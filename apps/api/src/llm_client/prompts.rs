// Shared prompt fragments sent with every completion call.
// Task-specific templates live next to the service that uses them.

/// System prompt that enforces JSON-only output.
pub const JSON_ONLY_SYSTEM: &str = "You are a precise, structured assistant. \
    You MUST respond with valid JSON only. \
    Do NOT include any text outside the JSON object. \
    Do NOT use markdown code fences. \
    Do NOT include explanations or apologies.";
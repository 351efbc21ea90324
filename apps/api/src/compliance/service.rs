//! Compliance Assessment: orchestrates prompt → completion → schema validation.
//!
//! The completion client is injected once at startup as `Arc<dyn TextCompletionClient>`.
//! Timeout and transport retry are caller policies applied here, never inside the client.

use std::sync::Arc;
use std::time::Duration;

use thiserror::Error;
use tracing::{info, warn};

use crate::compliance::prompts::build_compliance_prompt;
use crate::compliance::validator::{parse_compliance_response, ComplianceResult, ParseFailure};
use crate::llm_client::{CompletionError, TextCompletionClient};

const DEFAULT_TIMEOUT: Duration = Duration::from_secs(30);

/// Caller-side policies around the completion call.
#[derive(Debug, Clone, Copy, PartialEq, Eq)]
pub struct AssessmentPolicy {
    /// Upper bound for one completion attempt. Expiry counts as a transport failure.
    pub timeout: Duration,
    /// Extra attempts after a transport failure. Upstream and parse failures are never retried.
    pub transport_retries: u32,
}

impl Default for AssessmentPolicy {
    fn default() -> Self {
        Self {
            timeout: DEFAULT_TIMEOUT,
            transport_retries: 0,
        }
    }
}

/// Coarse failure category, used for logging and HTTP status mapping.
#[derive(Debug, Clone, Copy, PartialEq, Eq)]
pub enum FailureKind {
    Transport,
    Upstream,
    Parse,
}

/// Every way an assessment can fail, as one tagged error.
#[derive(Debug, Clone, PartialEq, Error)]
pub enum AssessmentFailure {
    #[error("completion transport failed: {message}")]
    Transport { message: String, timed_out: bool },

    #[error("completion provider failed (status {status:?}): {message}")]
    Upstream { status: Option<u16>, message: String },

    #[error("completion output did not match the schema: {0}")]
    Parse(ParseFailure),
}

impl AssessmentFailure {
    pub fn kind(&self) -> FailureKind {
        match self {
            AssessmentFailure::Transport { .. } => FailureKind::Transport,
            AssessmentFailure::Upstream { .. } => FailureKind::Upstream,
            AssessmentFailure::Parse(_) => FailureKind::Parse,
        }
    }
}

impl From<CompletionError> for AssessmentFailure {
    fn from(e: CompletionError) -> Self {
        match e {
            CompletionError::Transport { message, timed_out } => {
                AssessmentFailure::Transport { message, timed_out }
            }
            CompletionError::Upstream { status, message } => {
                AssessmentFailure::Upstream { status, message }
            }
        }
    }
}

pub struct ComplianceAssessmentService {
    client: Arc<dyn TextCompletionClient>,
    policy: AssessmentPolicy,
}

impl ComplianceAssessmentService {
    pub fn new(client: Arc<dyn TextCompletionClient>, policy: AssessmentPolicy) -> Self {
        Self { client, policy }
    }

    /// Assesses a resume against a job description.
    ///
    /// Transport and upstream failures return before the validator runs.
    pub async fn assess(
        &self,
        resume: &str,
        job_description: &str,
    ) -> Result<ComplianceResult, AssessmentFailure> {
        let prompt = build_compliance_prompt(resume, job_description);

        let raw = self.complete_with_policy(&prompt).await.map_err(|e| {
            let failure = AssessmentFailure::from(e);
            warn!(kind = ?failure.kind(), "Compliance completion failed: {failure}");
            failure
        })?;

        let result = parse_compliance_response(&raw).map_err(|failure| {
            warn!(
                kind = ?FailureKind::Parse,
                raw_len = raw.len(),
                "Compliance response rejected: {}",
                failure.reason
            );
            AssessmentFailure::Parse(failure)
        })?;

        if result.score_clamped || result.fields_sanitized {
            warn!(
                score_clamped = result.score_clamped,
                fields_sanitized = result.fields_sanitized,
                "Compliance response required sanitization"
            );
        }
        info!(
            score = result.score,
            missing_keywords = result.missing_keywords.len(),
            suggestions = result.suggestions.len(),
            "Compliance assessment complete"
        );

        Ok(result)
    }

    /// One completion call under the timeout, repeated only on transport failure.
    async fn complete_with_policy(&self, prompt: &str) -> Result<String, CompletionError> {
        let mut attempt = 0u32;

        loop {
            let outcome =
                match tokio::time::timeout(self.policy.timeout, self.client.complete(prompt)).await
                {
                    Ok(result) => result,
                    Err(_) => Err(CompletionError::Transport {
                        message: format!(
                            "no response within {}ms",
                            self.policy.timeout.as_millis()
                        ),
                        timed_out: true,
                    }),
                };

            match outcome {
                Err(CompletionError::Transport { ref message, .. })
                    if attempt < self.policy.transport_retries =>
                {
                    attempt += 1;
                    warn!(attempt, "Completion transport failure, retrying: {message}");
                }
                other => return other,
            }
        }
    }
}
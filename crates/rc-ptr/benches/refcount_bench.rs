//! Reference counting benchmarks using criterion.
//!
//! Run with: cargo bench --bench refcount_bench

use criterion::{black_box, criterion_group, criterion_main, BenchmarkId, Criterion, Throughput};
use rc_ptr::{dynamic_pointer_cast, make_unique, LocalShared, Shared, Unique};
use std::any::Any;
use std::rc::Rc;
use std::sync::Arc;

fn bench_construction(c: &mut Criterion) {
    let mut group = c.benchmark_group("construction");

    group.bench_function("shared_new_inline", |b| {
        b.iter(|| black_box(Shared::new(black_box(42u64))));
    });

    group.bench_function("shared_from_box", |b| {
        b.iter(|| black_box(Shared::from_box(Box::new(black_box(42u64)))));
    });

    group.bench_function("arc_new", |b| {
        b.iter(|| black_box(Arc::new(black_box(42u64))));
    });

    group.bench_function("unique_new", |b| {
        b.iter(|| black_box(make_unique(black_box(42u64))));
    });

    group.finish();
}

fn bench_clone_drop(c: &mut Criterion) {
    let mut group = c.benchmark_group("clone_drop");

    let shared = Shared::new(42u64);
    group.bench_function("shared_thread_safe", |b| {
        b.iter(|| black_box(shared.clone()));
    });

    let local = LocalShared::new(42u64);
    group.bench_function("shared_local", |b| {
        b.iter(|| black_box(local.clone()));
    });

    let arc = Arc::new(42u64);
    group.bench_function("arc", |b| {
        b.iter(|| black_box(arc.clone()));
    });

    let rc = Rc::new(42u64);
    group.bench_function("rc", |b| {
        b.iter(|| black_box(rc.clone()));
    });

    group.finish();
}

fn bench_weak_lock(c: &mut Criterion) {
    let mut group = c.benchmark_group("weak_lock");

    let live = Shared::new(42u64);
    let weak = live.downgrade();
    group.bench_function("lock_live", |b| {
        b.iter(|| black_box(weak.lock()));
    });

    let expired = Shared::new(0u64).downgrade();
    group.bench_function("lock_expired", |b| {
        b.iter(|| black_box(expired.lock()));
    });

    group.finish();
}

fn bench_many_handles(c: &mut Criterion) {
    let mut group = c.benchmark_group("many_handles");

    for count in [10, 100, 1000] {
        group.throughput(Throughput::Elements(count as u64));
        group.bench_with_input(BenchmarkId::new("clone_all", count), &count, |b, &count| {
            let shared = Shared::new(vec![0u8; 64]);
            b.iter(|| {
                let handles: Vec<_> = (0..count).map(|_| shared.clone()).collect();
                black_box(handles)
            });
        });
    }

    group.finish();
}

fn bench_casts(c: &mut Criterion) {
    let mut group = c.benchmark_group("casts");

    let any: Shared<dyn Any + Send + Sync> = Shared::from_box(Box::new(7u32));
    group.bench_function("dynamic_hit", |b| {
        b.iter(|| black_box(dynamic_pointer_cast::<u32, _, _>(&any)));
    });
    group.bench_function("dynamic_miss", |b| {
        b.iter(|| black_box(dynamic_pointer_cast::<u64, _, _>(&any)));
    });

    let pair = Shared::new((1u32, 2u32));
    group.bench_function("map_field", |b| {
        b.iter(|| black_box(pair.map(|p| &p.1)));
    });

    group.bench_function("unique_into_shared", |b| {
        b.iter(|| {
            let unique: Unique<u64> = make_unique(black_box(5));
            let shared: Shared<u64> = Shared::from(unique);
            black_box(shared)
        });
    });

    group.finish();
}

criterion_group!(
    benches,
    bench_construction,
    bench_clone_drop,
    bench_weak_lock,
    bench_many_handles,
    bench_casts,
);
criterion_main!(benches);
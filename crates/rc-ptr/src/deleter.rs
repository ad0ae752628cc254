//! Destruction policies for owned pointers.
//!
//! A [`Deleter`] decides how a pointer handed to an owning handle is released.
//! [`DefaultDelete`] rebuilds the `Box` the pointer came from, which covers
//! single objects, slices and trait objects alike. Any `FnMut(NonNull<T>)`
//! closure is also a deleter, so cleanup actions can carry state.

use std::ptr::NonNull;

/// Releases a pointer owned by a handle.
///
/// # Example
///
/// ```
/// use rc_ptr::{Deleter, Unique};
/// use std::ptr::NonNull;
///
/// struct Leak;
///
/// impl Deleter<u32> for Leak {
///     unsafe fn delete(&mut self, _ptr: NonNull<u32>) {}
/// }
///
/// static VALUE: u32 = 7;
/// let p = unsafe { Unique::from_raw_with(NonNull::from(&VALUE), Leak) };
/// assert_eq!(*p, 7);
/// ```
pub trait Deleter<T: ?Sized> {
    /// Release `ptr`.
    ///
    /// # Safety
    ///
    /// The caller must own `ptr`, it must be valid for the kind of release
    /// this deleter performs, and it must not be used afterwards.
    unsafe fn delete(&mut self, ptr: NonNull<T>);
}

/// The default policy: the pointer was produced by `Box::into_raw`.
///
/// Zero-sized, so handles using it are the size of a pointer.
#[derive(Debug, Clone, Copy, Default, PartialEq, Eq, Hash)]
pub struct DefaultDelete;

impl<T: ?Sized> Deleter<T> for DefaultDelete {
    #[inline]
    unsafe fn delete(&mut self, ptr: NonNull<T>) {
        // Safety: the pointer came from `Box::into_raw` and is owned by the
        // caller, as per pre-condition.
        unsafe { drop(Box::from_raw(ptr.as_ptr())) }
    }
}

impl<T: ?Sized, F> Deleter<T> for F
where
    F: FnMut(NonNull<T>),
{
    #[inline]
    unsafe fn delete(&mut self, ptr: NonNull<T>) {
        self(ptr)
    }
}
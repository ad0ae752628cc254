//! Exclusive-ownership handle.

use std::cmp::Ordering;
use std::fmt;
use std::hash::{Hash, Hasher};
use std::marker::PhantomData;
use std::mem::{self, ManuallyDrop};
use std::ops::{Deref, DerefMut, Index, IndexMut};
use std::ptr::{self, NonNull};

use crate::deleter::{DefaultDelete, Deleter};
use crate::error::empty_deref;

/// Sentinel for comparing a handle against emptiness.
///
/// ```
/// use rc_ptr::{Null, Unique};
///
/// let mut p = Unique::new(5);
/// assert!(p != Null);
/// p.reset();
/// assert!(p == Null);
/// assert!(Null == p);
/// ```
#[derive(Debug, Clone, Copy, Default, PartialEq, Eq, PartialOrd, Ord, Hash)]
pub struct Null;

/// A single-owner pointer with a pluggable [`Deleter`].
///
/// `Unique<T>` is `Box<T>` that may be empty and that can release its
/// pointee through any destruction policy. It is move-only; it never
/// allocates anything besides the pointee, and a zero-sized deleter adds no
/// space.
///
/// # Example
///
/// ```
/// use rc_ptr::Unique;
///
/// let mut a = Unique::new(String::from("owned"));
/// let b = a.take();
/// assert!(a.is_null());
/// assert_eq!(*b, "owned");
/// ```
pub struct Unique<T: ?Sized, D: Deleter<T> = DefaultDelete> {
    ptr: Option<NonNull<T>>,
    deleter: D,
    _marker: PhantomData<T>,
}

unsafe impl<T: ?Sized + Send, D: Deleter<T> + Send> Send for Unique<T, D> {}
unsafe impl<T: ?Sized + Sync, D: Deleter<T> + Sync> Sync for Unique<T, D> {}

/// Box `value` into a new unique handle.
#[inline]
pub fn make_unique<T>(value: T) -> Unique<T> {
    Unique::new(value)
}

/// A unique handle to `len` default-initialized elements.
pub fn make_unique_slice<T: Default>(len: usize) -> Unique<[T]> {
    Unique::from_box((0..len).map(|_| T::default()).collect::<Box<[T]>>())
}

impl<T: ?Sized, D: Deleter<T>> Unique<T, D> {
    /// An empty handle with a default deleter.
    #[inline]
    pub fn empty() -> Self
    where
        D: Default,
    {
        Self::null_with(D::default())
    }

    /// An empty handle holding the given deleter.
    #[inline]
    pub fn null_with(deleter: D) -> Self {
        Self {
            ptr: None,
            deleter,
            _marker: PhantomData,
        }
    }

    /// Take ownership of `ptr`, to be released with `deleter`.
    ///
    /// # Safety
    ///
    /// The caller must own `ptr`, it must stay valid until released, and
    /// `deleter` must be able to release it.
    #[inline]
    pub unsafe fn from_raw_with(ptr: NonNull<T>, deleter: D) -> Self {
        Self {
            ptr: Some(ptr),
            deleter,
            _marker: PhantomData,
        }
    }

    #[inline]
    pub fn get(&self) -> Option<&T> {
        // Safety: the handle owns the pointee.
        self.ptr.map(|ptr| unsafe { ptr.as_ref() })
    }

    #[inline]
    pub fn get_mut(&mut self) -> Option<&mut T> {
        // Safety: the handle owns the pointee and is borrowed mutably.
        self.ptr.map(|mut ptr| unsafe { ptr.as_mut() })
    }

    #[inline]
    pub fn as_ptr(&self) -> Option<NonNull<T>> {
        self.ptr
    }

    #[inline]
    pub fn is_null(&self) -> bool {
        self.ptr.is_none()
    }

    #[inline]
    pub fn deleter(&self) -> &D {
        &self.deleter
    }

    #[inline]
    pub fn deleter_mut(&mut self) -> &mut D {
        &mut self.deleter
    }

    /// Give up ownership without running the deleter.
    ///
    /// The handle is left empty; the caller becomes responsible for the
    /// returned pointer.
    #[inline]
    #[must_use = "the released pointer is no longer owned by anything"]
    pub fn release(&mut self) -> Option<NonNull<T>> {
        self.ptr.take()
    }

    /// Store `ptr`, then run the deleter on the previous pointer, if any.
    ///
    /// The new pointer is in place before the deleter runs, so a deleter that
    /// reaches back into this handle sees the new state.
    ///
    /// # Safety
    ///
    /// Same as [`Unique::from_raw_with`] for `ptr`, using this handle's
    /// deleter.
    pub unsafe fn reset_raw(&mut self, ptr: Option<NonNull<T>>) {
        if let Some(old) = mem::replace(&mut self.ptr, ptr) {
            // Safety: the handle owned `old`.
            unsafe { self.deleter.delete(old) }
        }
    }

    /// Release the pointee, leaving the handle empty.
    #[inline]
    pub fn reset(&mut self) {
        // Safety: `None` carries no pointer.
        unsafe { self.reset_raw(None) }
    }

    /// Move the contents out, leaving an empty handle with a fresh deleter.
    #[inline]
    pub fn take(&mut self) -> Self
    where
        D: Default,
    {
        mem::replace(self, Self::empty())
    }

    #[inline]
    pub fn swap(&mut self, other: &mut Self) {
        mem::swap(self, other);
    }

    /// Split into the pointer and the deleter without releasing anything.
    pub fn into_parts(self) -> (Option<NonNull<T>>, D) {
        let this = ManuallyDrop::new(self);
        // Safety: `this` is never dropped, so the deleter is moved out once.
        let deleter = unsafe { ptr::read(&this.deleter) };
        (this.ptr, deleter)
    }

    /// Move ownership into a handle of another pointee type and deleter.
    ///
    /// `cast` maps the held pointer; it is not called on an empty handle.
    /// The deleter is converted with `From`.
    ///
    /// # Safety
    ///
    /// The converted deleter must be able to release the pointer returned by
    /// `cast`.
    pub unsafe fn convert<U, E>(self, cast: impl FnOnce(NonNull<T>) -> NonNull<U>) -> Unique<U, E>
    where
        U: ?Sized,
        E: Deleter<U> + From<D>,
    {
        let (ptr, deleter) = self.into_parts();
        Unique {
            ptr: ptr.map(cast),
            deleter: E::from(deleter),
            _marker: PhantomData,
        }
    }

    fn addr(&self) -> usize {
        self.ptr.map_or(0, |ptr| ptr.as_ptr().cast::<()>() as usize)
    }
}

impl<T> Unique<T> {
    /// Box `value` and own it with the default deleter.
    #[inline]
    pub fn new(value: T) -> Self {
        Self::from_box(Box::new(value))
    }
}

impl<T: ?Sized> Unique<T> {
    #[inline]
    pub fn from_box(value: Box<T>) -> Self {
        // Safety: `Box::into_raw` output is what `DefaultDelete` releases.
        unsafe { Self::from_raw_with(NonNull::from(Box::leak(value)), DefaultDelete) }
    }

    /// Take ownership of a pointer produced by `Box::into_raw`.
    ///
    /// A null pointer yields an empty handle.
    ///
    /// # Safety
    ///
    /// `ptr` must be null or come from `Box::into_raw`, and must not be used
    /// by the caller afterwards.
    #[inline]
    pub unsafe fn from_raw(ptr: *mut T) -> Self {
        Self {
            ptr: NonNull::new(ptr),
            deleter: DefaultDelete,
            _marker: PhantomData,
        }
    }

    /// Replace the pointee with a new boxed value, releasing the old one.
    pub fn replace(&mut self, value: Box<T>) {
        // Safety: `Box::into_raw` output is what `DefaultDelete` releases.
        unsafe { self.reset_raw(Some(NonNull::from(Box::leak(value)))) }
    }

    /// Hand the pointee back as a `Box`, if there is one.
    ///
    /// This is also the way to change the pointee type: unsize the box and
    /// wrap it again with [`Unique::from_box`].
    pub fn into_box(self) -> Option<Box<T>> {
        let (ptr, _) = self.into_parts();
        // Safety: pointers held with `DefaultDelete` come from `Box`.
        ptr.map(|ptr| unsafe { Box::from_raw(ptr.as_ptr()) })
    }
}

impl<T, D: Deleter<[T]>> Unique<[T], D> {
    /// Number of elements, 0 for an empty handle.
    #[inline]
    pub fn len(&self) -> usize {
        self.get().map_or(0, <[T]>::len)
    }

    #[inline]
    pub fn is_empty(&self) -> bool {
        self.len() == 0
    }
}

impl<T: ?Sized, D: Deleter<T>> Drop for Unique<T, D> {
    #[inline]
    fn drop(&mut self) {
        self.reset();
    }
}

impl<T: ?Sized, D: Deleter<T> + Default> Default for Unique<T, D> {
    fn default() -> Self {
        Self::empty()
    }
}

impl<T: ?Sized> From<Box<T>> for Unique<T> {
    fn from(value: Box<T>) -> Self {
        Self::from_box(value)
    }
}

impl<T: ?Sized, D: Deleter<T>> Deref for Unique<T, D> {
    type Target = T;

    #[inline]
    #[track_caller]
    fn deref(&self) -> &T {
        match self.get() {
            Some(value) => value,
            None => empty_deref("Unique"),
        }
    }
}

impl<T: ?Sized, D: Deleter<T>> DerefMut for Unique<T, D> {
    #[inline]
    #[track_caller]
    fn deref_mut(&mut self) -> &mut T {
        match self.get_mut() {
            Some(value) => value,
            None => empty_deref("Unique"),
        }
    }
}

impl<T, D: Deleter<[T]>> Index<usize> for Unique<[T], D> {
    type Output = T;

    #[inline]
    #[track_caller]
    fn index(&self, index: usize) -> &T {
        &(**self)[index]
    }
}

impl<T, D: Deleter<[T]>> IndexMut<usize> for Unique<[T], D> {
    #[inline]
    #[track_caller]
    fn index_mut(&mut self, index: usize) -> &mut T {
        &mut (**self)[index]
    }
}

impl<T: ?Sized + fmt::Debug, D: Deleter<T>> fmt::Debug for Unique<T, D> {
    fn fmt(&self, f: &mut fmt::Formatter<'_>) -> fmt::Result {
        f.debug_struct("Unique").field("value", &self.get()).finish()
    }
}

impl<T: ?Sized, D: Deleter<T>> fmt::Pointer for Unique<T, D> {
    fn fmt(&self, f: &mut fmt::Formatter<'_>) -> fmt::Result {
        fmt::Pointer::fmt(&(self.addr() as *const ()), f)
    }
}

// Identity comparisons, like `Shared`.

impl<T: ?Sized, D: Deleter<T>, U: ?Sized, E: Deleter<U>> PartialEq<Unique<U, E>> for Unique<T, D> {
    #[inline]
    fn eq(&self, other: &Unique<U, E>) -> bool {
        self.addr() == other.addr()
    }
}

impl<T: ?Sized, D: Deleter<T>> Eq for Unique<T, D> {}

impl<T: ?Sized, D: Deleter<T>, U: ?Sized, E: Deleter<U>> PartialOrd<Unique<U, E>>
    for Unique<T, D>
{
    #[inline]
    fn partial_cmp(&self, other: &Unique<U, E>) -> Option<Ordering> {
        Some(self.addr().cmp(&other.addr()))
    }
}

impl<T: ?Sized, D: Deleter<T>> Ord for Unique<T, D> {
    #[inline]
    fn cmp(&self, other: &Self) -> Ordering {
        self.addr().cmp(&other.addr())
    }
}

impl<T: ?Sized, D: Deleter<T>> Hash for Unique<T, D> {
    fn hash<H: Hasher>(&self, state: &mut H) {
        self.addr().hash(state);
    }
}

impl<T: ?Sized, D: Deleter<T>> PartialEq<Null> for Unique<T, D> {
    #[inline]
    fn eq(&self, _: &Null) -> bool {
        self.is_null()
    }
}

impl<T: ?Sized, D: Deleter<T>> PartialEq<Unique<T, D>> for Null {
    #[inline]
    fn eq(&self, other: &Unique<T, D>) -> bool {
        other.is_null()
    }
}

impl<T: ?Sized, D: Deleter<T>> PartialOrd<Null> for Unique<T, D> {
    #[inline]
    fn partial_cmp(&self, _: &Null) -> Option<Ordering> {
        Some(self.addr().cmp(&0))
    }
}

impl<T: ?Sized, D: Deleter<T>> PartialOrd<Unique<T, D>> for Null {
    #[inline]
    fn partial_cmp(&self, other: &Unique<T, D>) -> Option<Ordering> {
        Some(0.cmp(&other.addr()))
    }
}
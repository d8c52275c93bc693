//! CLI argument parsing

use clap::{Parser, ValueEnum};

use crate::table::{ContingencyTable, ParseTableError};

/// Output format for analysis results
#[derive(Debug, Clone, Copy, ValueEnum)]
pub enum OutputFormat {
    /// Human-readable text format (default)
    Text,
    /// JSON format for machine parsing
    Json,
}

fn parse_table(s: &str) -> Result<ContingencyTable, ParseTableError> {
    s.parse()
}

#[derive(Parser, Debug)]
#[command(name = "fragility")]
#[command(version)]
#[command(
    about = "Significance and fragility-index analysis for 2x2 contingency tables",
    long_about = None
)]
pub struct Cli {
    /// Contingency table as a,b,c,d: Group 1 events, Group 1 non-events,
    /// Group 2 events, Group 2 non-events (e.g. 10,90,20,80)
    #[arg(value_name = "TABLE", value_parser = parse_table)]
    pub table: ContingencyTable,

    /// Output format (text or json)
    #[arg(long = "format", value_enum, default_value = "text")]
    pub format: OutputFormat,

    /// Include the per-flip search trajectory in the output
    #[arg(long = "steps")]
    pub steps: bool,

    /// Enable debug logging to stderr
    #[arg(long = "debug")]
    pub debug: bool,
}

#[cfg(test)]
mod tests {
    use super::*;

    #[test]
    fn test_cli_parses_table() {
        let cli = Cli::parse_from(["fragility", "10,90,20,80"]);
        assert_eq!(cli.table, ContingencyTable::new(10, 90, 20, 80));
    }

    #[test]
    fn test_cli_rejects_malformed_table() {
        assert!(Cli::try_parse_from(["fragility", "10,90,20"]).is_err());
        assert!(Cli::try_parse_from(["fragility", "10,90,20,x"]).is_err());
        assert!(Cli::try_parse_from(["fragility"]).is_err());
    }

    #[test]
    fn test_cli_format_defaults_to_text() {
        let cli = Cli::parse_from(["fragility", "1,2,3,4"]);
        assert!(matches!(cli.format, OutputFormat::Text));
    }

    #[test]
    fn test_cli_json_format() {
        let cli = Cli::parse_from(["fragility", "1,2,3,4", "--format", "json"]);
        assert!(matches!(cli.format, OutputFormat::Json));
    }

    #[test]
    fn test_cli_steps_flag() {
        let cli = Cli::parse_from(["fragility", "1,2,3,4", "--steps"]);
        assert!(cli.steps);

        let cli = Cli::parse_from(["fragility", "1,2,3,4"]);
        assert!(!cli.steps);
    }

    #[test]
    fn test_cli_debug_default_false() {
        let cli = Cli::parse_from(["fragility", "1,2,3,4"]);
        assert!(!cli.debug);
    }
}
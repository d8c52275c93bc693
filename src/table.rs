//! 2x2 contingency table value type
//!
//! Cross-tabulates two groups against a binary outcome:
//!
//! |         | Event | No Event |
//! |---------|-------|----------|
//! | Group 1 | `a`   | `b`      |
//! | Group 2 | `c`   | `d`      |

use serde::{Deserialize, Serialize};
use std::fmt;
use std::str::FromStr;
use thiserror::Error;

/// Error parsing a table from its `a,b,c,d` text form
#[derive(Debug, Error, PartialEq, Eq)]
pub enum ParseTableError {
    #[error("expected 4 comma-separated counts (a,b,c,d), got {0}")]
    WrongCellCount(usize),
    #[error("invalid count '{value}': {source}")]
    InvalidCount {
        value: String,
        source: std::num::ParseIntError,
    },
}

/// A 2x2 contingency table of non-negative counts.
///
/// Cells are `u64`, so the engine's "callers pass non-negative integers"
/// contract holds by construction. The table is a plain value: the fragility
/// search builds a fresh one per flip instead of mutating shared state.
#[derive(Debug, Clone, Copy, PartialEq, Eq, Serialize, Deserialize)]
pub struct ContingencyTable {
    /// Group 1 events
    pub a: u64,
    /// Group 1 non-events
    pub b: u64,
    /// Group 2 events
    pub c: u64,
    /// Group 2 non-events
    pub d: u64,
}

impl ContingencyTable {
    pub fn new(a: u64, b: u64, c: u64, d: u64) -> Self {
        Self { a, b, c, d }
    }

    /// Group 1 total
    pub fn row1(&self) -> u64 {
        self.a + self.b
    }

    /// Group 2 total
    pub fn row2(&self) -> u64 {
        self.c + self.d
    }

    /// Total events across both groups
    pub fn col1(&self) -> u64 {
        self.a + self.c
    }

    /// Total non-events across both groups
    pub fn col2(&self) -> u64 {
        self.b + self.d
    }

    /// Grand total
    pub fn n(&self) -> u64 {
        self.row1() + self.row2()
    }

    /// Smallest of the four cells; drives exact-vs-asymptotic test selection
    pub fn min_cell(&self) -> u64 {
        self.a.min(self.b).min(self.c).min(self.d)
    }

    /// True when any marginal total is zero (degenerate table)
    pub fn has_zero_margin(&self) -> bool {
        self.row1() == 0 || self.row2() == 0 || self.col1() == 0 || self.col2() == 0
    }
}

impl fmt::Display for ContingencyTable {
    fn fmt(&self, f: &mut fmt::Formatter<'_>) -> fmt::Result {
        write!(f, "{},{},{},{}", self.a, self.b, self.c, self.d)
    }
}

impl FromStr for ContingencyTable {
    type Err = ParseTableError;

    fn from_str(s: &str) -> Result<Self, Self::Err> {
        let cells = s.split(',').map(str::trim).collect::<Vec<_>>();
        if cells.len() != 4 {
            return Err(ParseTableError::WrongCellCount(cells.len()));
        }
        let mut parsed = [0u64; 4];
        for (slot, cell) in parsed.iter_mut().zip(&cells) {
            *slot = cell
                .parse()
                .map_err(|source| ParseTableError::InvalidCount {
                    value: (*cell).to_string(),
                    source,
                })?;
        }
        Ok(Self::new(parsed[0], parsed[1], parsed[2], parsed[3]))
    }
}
· · · · · · ·
• [Task to complete]:
Go to the line in the material above that contains "yields an empty handle." and copy exactly from there through the line that contains "impl<T: ?Sized> From<Box<T>>", stopping after it.

• [Solution to this problem]:
    /// A null pointer yields an empty handle.
    ///
    /// # Safety
    ///
    /// `ptr` must be null or come from `Box::into_raw`, and must not be used
    /// by the caller afterwards.
    #[inline]
    pub unsafe fn from_raw(ptr: *mut T) -> Self {
        Self {
            ptr: NonNull::new(ptr),
            deleter: DefaultDelete,
            _marker: PhantomData,
        }
    }

    /// Replace the pointee with a new boxed value, releasing the old one.
    pub fn replace(&mut self, value: Box<T>) {
        // Safety: `Box::into_raw` output is what `DefaultDelete` releases.
        unsafe { self.reset_raw(Some(NonNull::from(Box::leak(value)))) }
    }

    /// Hand the pointee back as a `Box`, if there is one.
    ///
    /// This is also the way to change the pointee type: unsize the box and
    /// wrap it again with [`Unique::from_box`].
    pub fn into_box(self) -> Option<Box<T>> {
        let (ptr, _) = self.into_parts();
        // Safety: pointers held with `DefaultDelete` come from `Box`.
        ptr.map(|ptr| unsafe { Box::from_raw(ptr.as_ptr()) })
    }
}

impl<T, D: Deleter<[T]>> Unique<[T], D> {
    /// Number of elements, 0 for an empty handle.
    #[inline]
    pub fn len(&self) -> usize {
        self.get().map_or(0, <[T]>::len)
    }

    #[inline]
    pub fn is_empty(&self) -> bool {
        self.len() == 0
    }
}

impl<T: ?Sized, D: Deleter<T>> Drop for Unique<T, D> {
    #[inline]
    fn drop(&mut self) {
        self.reset();
    }
}

impl<T: ?Sized, D: Deleter<T> + Default> Default for Unique<T, D> {
    fn default() -> Self {
        Self::empty()
    }
}

impl<T: ?Sized> From<Box<T>> for Unique<T> {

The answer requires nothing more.